Many notions and results presented in the previous editions of this volume have since become quite popular in applications, and many of them have been “rediscovered” in applied papers. In the present 3rd edition small changes were made to the chapters in which long-time behavior of the perturbed system is determined by large deviations. Most of these changes concern terminology. In particular, it is explained that the notion of sub-limiting distribution for a given initial point and a time scale is identical to the idea of metastability, that the stochastic resonance is a manifestation of metastability, and that the theory of this effect is a part of the large deviation theory. The reader will also find new comments on the notion of quasi-potential that the authors introduced more than forty years ago, and new references to recent papers in which the proofs of some conjectures included in previous editions have been obtained. Apart from the above mentioned changes the main innovations in the 3rd edition concern the averaging principle. A new Section on deterministic perturbations of one-degree-of-freedom systems was added in Chapter 8. It is shown there that pure deterministic perturbations of an oscillator may lead to a stochastic, in a certain sense, long-time behavior of the system, if the corresponding Hamiltonian has saddle points. The usefulness of a joint consideration of classical theory of deterministic perturbations together with stochastic perturbations is illustrated in this section. Also a new Chapter 9 has been inserted in which deterministic and stochastic perturbations of systems with many degrees of freedom are considered. Because of the resonances, stochastic regularization in this case is even more important.

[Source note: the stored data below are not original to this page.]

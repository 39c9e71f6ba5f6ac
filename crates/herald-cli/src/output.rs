//! Output formatting for CLI commands.
//!
//! Supports table (human-readable) and JSON output formats.

use std::io::Write;

use serde::Serialize;

use herald_route::{ParseResult, ParsedMessage, ParserInfo, RoutingDecision, Template, Validation};

use crate::cli::Format;
use crate::error::CliError;

/// Output formatter that handles both table and JSON output.
#[derive(Debug, Clone)]
pub struct OutputFormat {
    format: Format,
}

impl OutputFormat {
    /// Create a new output formatter.
    #[must_use]
    pub const fn new(format: Format) -> Self {
        Self { format }
    }

    /// Get the current format.
    #[must_use]
    pub const fn format(&self) -> Format {
        self.format
    }

    /// Check if JSON format is selected.
    #[must_use]
    pub const fn is_json(&self) -> bool {
        matches!(self.format, Format::Json)
    }

    /// Write a serializable value to the output.
    ///
    /// # Errors
    ///
    /// Returns an error if serialization or writing fails.
    pub fn write<W, T>(&self, writer: &mut W, value: &T) -> Result<(), CliError>
    where
        W: Write,
        T: Serialize + TableDisplay,
    {
        match self.format {
            Format::Json => {
                serde_json::to_writer_pretty(&mut *writer, value)
                    .map_err(|e| CliError::Format(format!("JSON serialization failed: {e}")))?;
                writeln!(writer)?;
            }
            Format::Table => {
                value.write_table(writer)?;
            }
        }
        Ok(())
    }

    /// Write a serializable value to a string.
    ///
    /// # Errors
    ///
    /// Returns an error if serialization fails.
    pub fn to_string<T>(&self, value: &T) -> Result<String, CliError>
    where
        T: Serialize + TableDisplay,
    {
        let mut buf = Vec::new();
        self.write(&mut buf, value)?;
        String::from_utf8(buf).map_err(|e| CliError::Format(format!("UTF-8 error: {e}")))
    }
}

impl Default for OutputFormat {
    fn default() -> Self {
        Self::new(Format::Table)
    }
}

/// Trait for types that can be displayed as a table.
pub trait TableDisplay {
    /// Write the value as a human-readable table.
    ///
    /// # Errors
    ///
    /// Returns an error if writing fails.
    fn write_table<W: Write>(&self, writer: &mut W) -> Result<(), CliError>;
}

impl TableDisplay for ParsedMessage {
    fn write_table<W: Write>(&self, writer: &mut W) -> Result<(), CliError> {
        writeln!(writer, "Message: {}", self.title)?;
        writeln!(writer, "══════════════════════════════════")?;
        writeln!(writer, "ID:          {}", self.id)?;
        writeln!(writer, "Level:       {}", self.level)?;
        writeln!(writer, "Source:      {}", self.source)?;
        writeln!(writer, "Service:     {}", self.service)?;
        writeln!(writer, "Time:        {}", self.timestamp.to_rfc3339())?;
        writeln!(writer, "Parser:      {} ({:.1})", self.parser, self.confidence)?;
        if !self.tags.is_empty() {
            writeln!(writer, "Tags:        {}", self.tags.join(", "))?;
        }
        if !self.labels.is_empty() {
            writeln!(writer)?;
            writeln!(writer, "Labels")?;
            for (k, v) in &self.labels {
                writeln!(writer, "  {k}: {v}")?;
            }
        }
        writeln!(writer)?;
        writeln!(writer, "{}", self.content)?;
        Ok(())
    }
}

/// Results of a batch parse, in input order.
#[derive(Debug, Clone, Serialize)]
#[serde(transparent)]
pub struct BatchResults {
    /// One result per input payload.
    pub results: Vec<ParseResult>,
}

impl TableDisplay for BatchResults {
    fn write_table<W: Write>(&self, writer: &mut W) -> Result<(), CliError> {
        if self.results.is_empty() {
            writeln!(writer, "No payloads")?;
            return Ok(());
        }

        writeln!(
            writer,
            "{:>4}  {:<14}  {:<7}  {:<20}  {:<40}",
            "#", "PARSER", "LEVEL", "SERVICE", "TITLE"
        )?;
        writeln!(writer, "{}", "─".repeat(93))?;

        for (i, result) in self.results.iter().enumerate() {
            match &result.message {
                Some(msg) => writeln!(
                    writer,
                    "{:>4}  {:<14}  {:<7}  {:<20}  {:<40}",
                    i,
                    msg.parser,
                    msg.level.as_str(),
                    truncate(&msg.service, 20),
                    truncate(&msg.title, 40)
                )?,
                None => writeln!(
                    writer,
                    "{:>4}  ✗ {}",
                    i,
                    result.error.as_deref().unwrap_or("unknown error")
                )?,
            }
        }

        let parsed = self.results.iter().filter(|r| r.success).count();
        writeln!(writer)?;
        writeln!(writer, "Parsed: {parsed}/{}", self.results.len())?;
        Ok(())
    }
}

impl TableDisplay for Validation {
    fn write_table<W: Write>(&self, writer: &mut W) -> Result<(), CliError> {
        if self.valid {
            writeln!(writer, "✓ Payload is valid")?;
        } else {
            writeln!(writer, "✗ Payload is invalid")?;
            for error in &self.errors {
                writeln!(writer, "  - {error}")?;
            }
        }
        Ok(())
    }
}

impl TableDisplay for RoutingDecision {
    fn write_table<W: Write>(&self, writer: &mut W) -> Result<(), CliError> {
        writeln!(writer, "Routing Decision")?;
        writeln!(writer, "══════════════════════════════════")?;
        writeln!(writer, "Group:       {} ({})", self.group.name, self.group.identifier)?;
        writeln!(
            writer,
            "Message:     [{}] {} via {}",
            self.message.level, self.message.title, self.message.parser
        )?;
        match &self.rule {
            Some(rule) => writeln!(writer, "Rule:        {} (priority {})", rule.name, rule.priority)?,
            None => writeln!(writer, "Rule:        none matched")?,
        }
        if self.matched_rules.len() > 1 {
            let others: Vec<&str> =
                self.matched_rules[1..].iter().map(|r| r.name.as_str()).collect();
            writeln!(writer, "Also:        {}", others.join(", "))?;
        }
        if self.users.is_empty() {
            writeln!(writer, "Notify:      nobody")?;
        } else {
            let names: Vec<&str> = self.users.iter().map(|u| u.name.as_str()).collect();
            writeln!(writer, "Notify:      {}", names.join(", "))?;
        }
        writeln!(writer, "Template:    {} ({})", self.template.name, self.template.id)?;

        writeln!(writer)?;
        writeln!(writer, "{} [{}]", self.rendered.title, self.rendered.color)?;
        for line in self.rendered.left.iter().chain(&self.rendered.right) {
            writeln!(writer, "  {line}")?;
        }
        if !self.rendered.button_text.is_empty() {
            writeln!(writer, "  [{}]", self.rendered.button_text)?;
        }
        Ok(())
    }
}

/// Templates available for selection.
#[derive(Debug, Clone, Serialize)]
pub struct TemplateList {
    /// Custom templates first, then presets.
    pub templates: Vec<Template>,
}

impl TableDisplay for TemplateList {
    fn write_table<W: Write>(&self, writer: &mut W) -> Result<(), CliError> {
        writeln!(
            writer,
            "{:<24}  {:<7}  {:<7}  {:<50}",
            "ID", "KIND", "COLOR", "CONDITIONS"
        )?;
        writeln!(writer, "{}", "─".repeat(94))?;

        for template in &self.templates {
            let conditions = if template.conditions.is_empty() {
                "always".to_string()
            } else {
                template
                    .conditions
                    .iter()
                    .map(ToString::to_string)
                    .collect::<Vec<_>>()
                    .join(" AND ")
            };
            writeln!(
                writer,
                "{:<24}  {:<7}  {:<7}  {:<50}",
                truncate(&template.id, 24),
                if template.is_preset() { "preset" } else { "custom" },
                template.style.color.as_str(),
                truncate(&conditions, 50)
            )?;
        }

        writeln!(writer)?;
        writeln!(writer, "Total: {} template(s)", self.templates.len())?;
        Ok(())
    }
}

/// Registered parsers in dispatch order.
#[derive(Debug, Clone, Serialize)]
pub struct ParserList {
    /// Parsers.
    pub parsers: Vec<ParserInfo>,
}

impl TableDisplay for ParserList {
    fn write_table<W: Write>(&self, writer: &mut W) -> Result<(), CliError> {
        writeln!(writer, "{:>3}  {:<16}  {:<50}", "#", "NAME", "DESCRIPTION")?;
        writeln!(writer, "{}", "─".repeat(73))?;
        for (i, parser) in self.parsers.iter().enumerate() {
            writeln!(
                writer,
                "{:>3}  {:<16}  {:<50}",
                i + 1,
                parser.name,
                truncate(&parser.description, 50)
            )?;
        }
        Ok(())
    }
}

/// Truncates to `max_chars` characters, marking the cut with `...`.
fn truncate(s: &str, max_chars: usize) -> String {
    if s.chars().count() <= max_chars {
        s.to_string()
    } else if max_chars > 3 {
        let cut: String = s.chars().take(max_chars - 3).collect();
        format!("{cut}...")
    } else {
        s.chars().take(max_chars).collect()
    }
}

The authors' main tools are the large deviation theory the centred limit theorem for stochastic processes, and the averaging principle - all presented in great detail. The results allow for explicit calculations of the asymptotics of many interesting characteristics of the perturbed system.
Random perturbations of Hamiltonian systems in Euclidean spaces lead to stochastic processes on graphs, and these graphs are defined by the Hamiltonian. In the case of white-noise type perturbations, the limiting process will be a diffusion process on the graph. Its characteristics are expressed through the Hamiltonian and the characteristics of the noise. Freidlin and Wentzell calculate the process on the graph under certain conditions and develop a technique which allows consideration of a number of asymptotic problems. The Dirichlet problem for corresponding elliptic equations with a small parameter are connected with boundary problems on the graph.